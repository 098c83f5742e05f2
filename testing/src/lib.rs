//! # SPS Testing
//!
//! Testing utilities shared by the SPS crates.
//!
//! This crate provides:
//! - Deterministic clocks (`FixedClock`, `ManualClock`)
//! - Account fixtures and a seeded mock directory
//! - proptest strategies for secrets, nonces and emails
//!
//! ## Example
//!
//! ```
//! use sps_testing::{ManualClock, fixtures};
//! use sps_auth::environment::Clock;
//! use chrono::Duration;
//!
//! let clock = ManualClock::default();
//! let before = clock.now();
//! clock.advance(Duration::minutes(6));
//! assert_eq!(clock.now() - before, Duration::minutes(6));
//!
//! assert_eq!(fixtures::admin().email, "admin@sps.com");
//! ```

use chrono::{DateTime, Utc};
use sps_auth::environment::Clock;

/// Mock implementations for testing.
pub mod mocks {
    use super::{Clock, DateTime, Utc};
    use std::sync::{Arc, Mutex};

    /// Fixed clock for deterministic tests
    ///
    /// Always returns the same time, making tests reproducible.
    ///
    /// # Example
    ///
    /// ```
    /// use sps_testing::mocks::FixedClock;
    /// use sps_auth::environment::Clock;
    /// use chrono::Utc;
    ///
    /// let clock = FixedClock::new(Utc::now());
    /// assert_eq!(clock.now(), clock.now());
    /// ```
    #[derive(Debug, Clone)]
    pub struct FixedClock {
        time: DateTime<Utc>,
    }

    impl FixedClock {
        /// Create a new fixed clock with the given time
        #[must_use]
        pub const fn new(time: DateTime<Utc>) -> Self {
            Self { time }
        }
    }

    impl Clock for FixedClock {
        fn now(&self) -> DateTime<Utc> {
            self.time
        }
    }

    /// Clock that only moves when told to.
    ///
    /// Clones share the same time, so a test can keep one handle and give
    /// another to the code under test.
    #[derive(Debug, Clone)]
    pub struct ManualClock {
        time: Arc<Mutex<DateTime<Utc>>>,
    }

    impl ManualClock {
        /// Create a clock stopped at `time`.
        #[must_use]
        pub fn new(time: DateTime<Utc>) -> Self {
            Self {
                time: Arc::new(Mutex::new(time)),
            }
        }

        /// Move the clock forward (or back, for a negative `by`).
        pub fn advance(&self, by: chrono::Duration) {
            if let Ok(mut time) = self.time.lock() {
                *time += by;
            }
        }

        /// Jump to `time`.
        pub fn set(&self, time: DateTime<Utc>) {
            if let Ok(mut current) = self.time.lock() {
                *current = time;
            }
        }
    }

    impl Default for ManualClock {
        fn default() -> Self {
            Self::new(epoch())
        }
    }

    impl Clock for ManualClock {
        fn now(&self) -> DateTime<Utc> {
            self.time.lock().map_or_else(|e| *e.into_inner(), |t| *t)
        }
    }

    /// 2025-01-01 00:00:00 UTC.
    #[must_use]
    pub fn epoch() -> DateTime<Utc> {
        DateTime::<Utc>::from_timestamp(1_735_689_600, 0).unwrap_or_default()
    }

    /// Create a default fixed clock for tests (2025-01-01 00:00:00 UTC)
    #[must_use]
    pub fn test_clock() -> FixedClock {
        FixedClock::new(epoch())
    }
}

/// Account fixtures.
pub mod fixtures {
    use sps_auth::mocks::MockUserRepository;
    use sps_auth::stores::json_user::default_admin;
    use sps_auth::{Principal, Role, UserId};

    /// The seeded administrator: `admin@sps.com` / `admin123`.
    #[must_use]
    pub fn admin() -> Principal {
        default_admin()
    }

    /// A regular account.
    #[must_use]
    pub fn user(id: &str, email: &str, secret: &str) -> Principal {
        Principal {
            id: UserId::from(id),
            name: format!("User {id}"),
            email: email.to_string(),
            role: Role::User,
            secret: secret.to_string(),
        }
    }

    /// `ana@sps.com` / `ana-secret`, id `2`.
    #[must_use]
    pub fn ana() -> Principal {
        user("2", "ana@sps.com", "ana-secret")
    }

    /// Mock directory holding [`admin`] and [`ana`].
    #[must_use]
    pub fn directory() -> MockUserRepository {
        MockUserRepository::with_users([admin(), ana()])
    }
}

/// Property-based testing utilities using proptest.
pub mod properties {
    use proptest::prelude::*;

    /// Arbitrary non-empty secrets, including non-ASCII.
    pub fn secret() -> impl Strategy<Value = String> {
        "\\PC{1,40}"
    }

    /// Hex nonces shaped like the server's.
    pub fn nonce() -> impl Strategy<Value = String> {
        "[0-9a-f]{32}"
    }

    /// Well-formed email addresses.
    pub fn email() -> impl Strategy<Value = String> {
        "[a-z][a-z0-9._+-]{0,15}@[a-z]{1,10}\\.(com|org|io)"
    }
}

/// Install a test-friendly tracing subscriber once per process.
///
/// Honors `RUST_LOG`; silent by default.
pub fn init_tracing() {
    let _ = tracing_subscriber::fmt()
        .with_env_filter(
            tracing_subscriber::EnvFilter::try_from_default_env()
                .unwrap_or_else(|_| tracing_subscriber::EnvFilter::new("off")),
        )
        .with_test_writer()
        .try_init();
}

// Re-export commonly used items
pub use mocks::{FixedClock, ManualClock, test_clock};

#[cfg(test)]
mod tests {
    use super::*;
    use chrono::Duration;

    #[test]
    fn test_fixed_clock() {
        let clock = test_clock();
        assert_eq!(clock.now(), mocks::epoch());
    }

    #[test]
    fn test_manual_clock_shared_between_clones() {
        let clock = ManualClock::default();
        let handle = clock.clone();

        handle.advance(Duration::minutes(5));
        assert_eq!(clock.now(), mocks::epoch() + Duration::minutes(5));

        handle.set(mocks::epoch());
        assert_eq!(clock.now(), mocks::epoch());
    }

    #[test]
    fn test_directory_fixture() {
        let admin = fixtures::admin();
        assert!(admin.role.is_admin());
        assert_eq!(fixtures::ana().secret, "ana-secret");
    }
}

:::

Return the listing above in its exact form.

repository 098c83f5742e05f2
filename testing/src/lib.rs
//! # SPS Testing
//!
//! Testing utilities shared by the SPS crates.
//!
//! This crate provides:
//! - Deterministic clocks (`FixedClock`, `ManualClock`)
//! - Account fixtures and a seeded mock directory
//! - proptest strategies for secrets, nonces and emails
//!
//! ## Example
//!
//! ```
//! use sps_testing::{ManualClock, fixtures};
//! use sps_auth::environment::Clock;
//! use chrono::Duration;
//!
//! let clock = ManualClock::default();
//! let before = clock.now();
//! clock.advance(Duration::minutes(6));
//! assert_eq!(clock.now() - before, Duration::minutes(6));
//!
//! assert_eq!(fixtures::admin().email, "admin@sps.com");
//! ```

use chrono::{DateTime, Utc};
use sps_auth::environment::Clock;

/// Mock implementations for testing.
pub mod mocks {
    use super::{Clock, DateTime, Utc};
    use std::sync::{Arc, Mutex};

    /// Fixed clock for deterministic tests
    ///
    /// Always returns the same time, making tests reproducible.
    ///
    /// # Example
    ///
    /// ```
    /// use sps_testing::mocks::FixedClock;
    /// use sps_auth::environment::Clock;
    /// use chrono::Utc;
    ///
    /// let clock = FixedClock::new(Utc::now());
    /// assert_eq!(clock.now(), clock.now());
    /// ```
    #[derive(Debug, Clone)]
    pub struct FixedClock {
        time: DateTime<Utc>,
    }

    impl FixedClock {
        /// Create a new fixed clock with the given time
        #[must_use]
        pub const fn new(time: DateTime<Utc>) -> Self {
            Self { time }
        }
    }

    impl Clock for FixedClock {
        fn now(&self) -> DateTime<Utc> {
            self.time
        }
    }

    /// Clock that only moves when told to.
    ///
    /// Clones share the same time, so a test can keep one handle and give
    /// another to the code under test.
    #[derive(Debug, Clone)]
    pub struct ManualClock {
        time: Arc<Mutex<DateTime<Utc>>>,
    }

    impl ManualClock {
        /// Create a clock stopped at `time`.
        #[must_use]
        pub fn new(time: DateTime<Utc>) -> Self {
            Self {
                time: Arc::new(Mutex::new(time)),
            }
        }

        /// Move the clock forward (or back, for a negative `by`).
        pub fn advance(&self, by: chrono::Duration) {
            if let Ok(mut time) = self.time.lock() {
                *time += by;
            }
        }

        /// Jump to `time`.
        pub fn set(&self, time: DateTime<Utc>) {
            if let Ok(mut current) = self.time.lock() {
                *current = time;
            }
        }
    }

    impl Default for ManualClock {
        fn default() -> Self {
            Self::new(epoch())
        }
    }

    impl Clock for ManualClock {
        fn now(&self) -> DateTime<Utc> {
            self.time.lock().map_or_else(|e| *e.into_inner(), |t| *t)
        }
    }

    /// 2025-01-01 00:00:00 UTC.
    #[must_use]
    pub fn epoch() -> DateTime<Utc> {
        DateTime::<Utc>::from_timestamp(1_735_689_600, 0).unwrap_or_default()
    }

    /// Create a default fixed clock for tests (2025-01-01 00:00:00 UTC)
    #[must_use]
    pub fn test_clock() -> FixedClock {
        FixedClock::new(epoch())
    }
}

/// Account fixtures.
pub mod fixtures {
    use sps_auth::mocks::MockUserRepository;
    use sps_auth::stores::json_user::default_admin;
    use sps_auth::{Principal, Role, UserId};

    /// The seeded administrator: `admin@sps.com` / `admin123`.
    #[must_use]
    pub fn admin() -> Principal {
        default_admin()
    }

    /// A regular account.
    #[must_use]
    pub fn user(id: &str, email: &str, secret: &str) -> Principal {
        Principal {
            id: UserId::from(id),
            name: format!("User {id}"),
            email: email.to_string(),
            role: Role::User,
            secret: secret.to_string(),
        }
    }

    /// `ana@sps.com` / `ana-secret`, id `2`.
    #[must_use]
    pub fn ana() -> Principal {
        user("2", "ana@sps.com", "ana-secret")
    }

    /// Mock directory holding [`admin`] and [`ana`].
    #[must_use]
    pub fn directory() -> MockUserRepository {
        MockUserRepository::with_users([admin(), ana()])
    }
}

/// Property-based testing utilities using proptest.
pub mod properties {
    use proptest::prelude::*;

    /// Arbitrary non-empty secrets, including non-ASCII.
    pub fn secret() -> impl Strategy<Value = String> {
        "\\PC{1,40}"
    }

    /// Hex nonces shaped like the server's.
    pub fn nonce() -> impl Strategy<Value = String> {
        "[0-9a-f]{32}"
    }

    /// Well-formed email addresses.
    pub fn email() -> impl Strategy<Value = String> {
        "[a-z][a-z0-9._+-]{0,15}@[a-z]{1,10}\\.(com|org|io)"
    }
}

/// Install a test-friendly tracing subscriber once per process.
///
/// Honors `RUST_LOG`; silent by default.
pub fn init_tracing() {
    let _ = tracing_subscriber::fmt()
        .with_env_filter(
            tracing_subscriber::EnvFilter::try_from_default_env()
                .unwrap_or_else(|_| tracing_subscriber::EnvFilter::new("off")),
        )
        .with_test_writer()
        .try_init();
}

// Re-export commonly used items
pub use mocks::{FixedClock, ManualClock, test_clock};

#[cfg(test)]
mod tests {
    use super::*;
    use chrono::Duration;

    #[test]
    fn test_fixed_clock() {
        let clock = test_clock();
        assert_eq!(clock.now(), mocks::epoch());
    }

    #[test]
    fn test_manual_clock_shared_between_clones() {
        let clock = ManualClock::default();
        let handle = clock.clone();

        handle.advance(Duration::minutes(5));
        assert_eq!(clock.now(), mocks::epoch() + Duration::minutes(5));

        handle.set(mocks::epoch());
        assert_eq!(clock.now(), mocks::epoch());
    }

    #[test]
    fn test_directory_fixture() {
        let admin = fixtures::admin();
        assert!(admin.role.is_admin());
        assert_eq!(fixtures::ana().secret, "ana-secret");
    }
}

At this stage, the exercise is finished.